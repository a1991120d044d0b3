use core::ops::{Add, AddAssign, Div, DivAssign, Mul, MulAssign, Neg, Sub, SubAssign};

use num_traits::{One, Zero};

use super::Complex;

// ── Complex ⊗ Complex ───────────────────────────────────────────────

impl Add for Complex {
    type Output = Self;

    #[inline]
    fn add(self, rhs: Self) -> Self {
        Self::new(self.re + rhs.re, self.im + rhs.im)
    }
}

impl Sub for Complex {
    type Output = Self;

    #[inline]
    fn sub(self, rhs: Self) -> Self {
        Self::new(self.re - rhs.re, self.im - rhs.im)
    }
}

impl Mul for Complex {
    type Output = Self;

    #[inline]
    fn mul(self, rhs: Self) -> Self {
        Self::new(
            self.re * rhs.re - self.im * rhs.im,
            self.re * rhs.im + self.im * rhs.re,
        )
    }
}

/// # Panics
///
/// Panics if `rhs` has zero magnitude. Use [`Complex::checked_div`] to
/// handle that case as an error.
impl Div for Complex {
    type Output = Self;

    fn div(self, rhs: Self) -> Self {
        match self.checked_div(rhs) {
            Ok(q) => q,
            Err(_) => panic!("complex division by zero"),
        }
    }
}

impl Neg for Complex {
    type Output = Self;

    #[inline]
    fn neg(self) -> Self {
        Self::new(-self.re, -self.im)
    }
}

impl AddAssign for Complex {
    #[inline]
    fn add_assign(&mut self, rhs: Self) {
        *self = *self + rhs;
    }
}

impl SubAssign for Complex {
    #[inline]
    fn sub_assign(&mut self, rhs: Self) {
        *self = *self - rhs;
    }
}

impl MulAssign for Complex {
    #[inline]
    fn mul_assign(&mut self, rhs: Self) {
        *self = *self * rhs;
    }
}

impl DivAssign for Complex {
    fn div_assign(&mut self, rhs: Self) {
        *self = *self / rhs;
    }
}

// ── Complex ⊗ f64 ───────────────────────────────────────────────────

impl Add<f64> for Complex {
    type Output = Self;

    #[inline]
    fn add(self, rhs: f64) -> Self {
        Self::new(self.re + rhs, self.im)
    }
}

impl Sub<f64> for Complex {
    type Output = Self;

    #[inline]
    fn sub(self, rhs: f64) -> Self {
        Self::new(self.re - rhs, self.im)
    }
}

impl Mul<f64> for Complex {
    type Output = Self;

    #[inline]
    fn mul(self, rhs: f64) -> Self {
        Self::new(self.re * rhs, self.im * rhs)
    }
}

/// # Panics
///
/// Panics if `rhs == 0.0`.
impl Div<f64> for Complex {
    type Output = Self;

    fn div(self, rhs: f64) -> Self {
        match self.checked_div_scalar(rhs) {
            Ok(q) => q,
            Err(_) => panic!("complex division by zero"),
        }
    }
}

// ── f64 ⊗ Complex ───────────────────────────────────────────────────

impl Add<Complex> for f64 {
    type Output = Complex;

    #[inline]
    fn add(self, rhs: Complex) -> Complex {
        rhs + self
    }
}

impl Sub<Complex> for f64 {
    type Output = Complex;

    #[inline]
    fn sub(self, rhs: Complex) -> Complex {
        Complex::new(self - rhs.re, -rhs.im)
    }
}

impl Mul<Complex> for f64 {
    type Output = Complex;

    #[inline]
    fn mul(self, rhs: Complex) -> Complex {
        rhs * self
    }
}

// ── num-traits identities ───────────────────────────────────────────

impl Zero for Complex {
    #[inline]
    fn zero() -> Self {
        Complex::ZERO
    }

    #[inline]
    fn is_zero(&self) -> bool {
        self.re == 0.0 && self.im == 0.0
    }
}

impl One for Complex {
    #[inline]
    fn one() -> Self {
        Complex::ONE
    }
}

--------------------

What is needed: Exactly as written, give the records again.

Reply:
repository a1991120d044d0b3
use core::ops::{Add, AddAssign, Div, DivAssign, Mul, MulAssign, Neg, Sub, SubAssign};

use num_traits::{One, Zero};

use super::Complex;

// ── Complex ⊗ Complex ───────────────────────────────────────────────

impl Add for Complex {
    type Output = Self;

    #[inline]
    fn add(self, rhs: Self) -> Self {
        Self::new(self.re + rhs.re, self.im + rhs.im)
    }
}

impl Sub for Complex {
    type Output = Self;

    #[inline]
    fn sub(self, rhs: Self) -> Self {
        Self::new(self.re - rhs.re, self.im - rhs.im)
    }
}

impl Mul for Complex {
    type Output = Self;

    #[inline]
    fn mul(self, rhs: Self) -> Self {
        Self::new(
            self.re * rhs.re - self.im * rhs.im,
            self.re * rhs.im + self.im * rhs.re,
        )
    }
}

/// # Panics
///
/// Panics if `rhs` has zero magnitude. Use [`Complex::checked_div`] to
/// handle that case as an error.
impl Div for Complex {
    type Output = Self;

    fn div(self, rhs: Self) -> Self {
        match self.checked_div(rhs) {
            Ok(q) => q,
            Err(_) => panic!("complex division by zero"),
        }
    }
}

impl Neg for Complex {
    type Output = Self;

    #[inline]
    fn neg(self) -> Self {
        Self::new(-self.re, -self.im)
    }
}

impl AddAssign for Complex {
    #[inline]
    fn add_assign(&mut self, rhs: Self) {
        *self = *self + rhs;
    }
}

impl SubAssign for Complex {
    #[inline]
    fn sub_assign(&mut self, rhs: Self) {
        *self = *self - rhs;
    }
}

impl MulAssign for Complex {
    #[inline]
    fn mul_assign(&mut self, rhs: Self) {
        *self = *self * rhs;
    }
}

impl DivAssign for Complex {
    fn div_assign(&mut self, rhs: Self) {
        *self = *self / rhs;
    }
}

// ── Complex ⊗ f64 ───────────────────────────────────────────────────

impl Add<f64> for Complex {
    type Output = Self;

    #[inline]
    fn add(self, rhs: f64) -> Self {
        Self::new(self.re + rhs, self.im)
    }
}

impl Sub<f64> for Complex {
    type Output = Self;

    #[inline]
    fn sub(self, rhs: f64) -> Self {
        Self::new(self.re - rhs, self.im)
    }
}

impl Mul<f64> for Complex {
    type Output = Self;

    #[inline]
    fn mul(self, rhs: f64) -> Self {
        Self::new(self.re * rhs, self.im * rhs)
    }
}

/// # Panics
///
/// Panics if `rhs == 0.0`.
impl Div<f64> for Complex {
    type Output = Self;

    fn div(self, rhs: f64) -> Self {
        match self.checked_div_scalar(rhs) {
            Ok(q) => q,
            Err(_) => panic!("complex division by zero"),
        }
    }
}

// ── f64 ⊗ Complex ───────────────────────────────────────────────────

impl Add<Complex> for f64 {
    type Output = Complex;

    #[inline]
    fn add(self, rhs: Complex) -> Complex {
        rhs + self
    }
}

impl Sub<Complex> for f64 {
    type Output = Complex;

    #[inline]
    fn sub(self, rhs: Complex) -> Complex {
        Complex::new(self - rhs.re, -rhs.im)
    }
}

impl Mul<Complex> for f64 {
    type Output = Complex;

    #[inline]
    fn mul(self, rhs: Complex) -> Complex {
        rhs * self
    }
}

// ── num-traits identities ───────────────────────────────────────────

impl Zero for Complex {
    #[inline]
    fn zero() -> Self {
        Complex::ZERO
    }

    #[inline]
    fn is_zero(&self) -> bool {
        self.re == 0.0 && self.im == 0.0
    }
}

impl One for Complex {
    #[inline]
    fn one() -> Self {
        Complex::ONE
    }
}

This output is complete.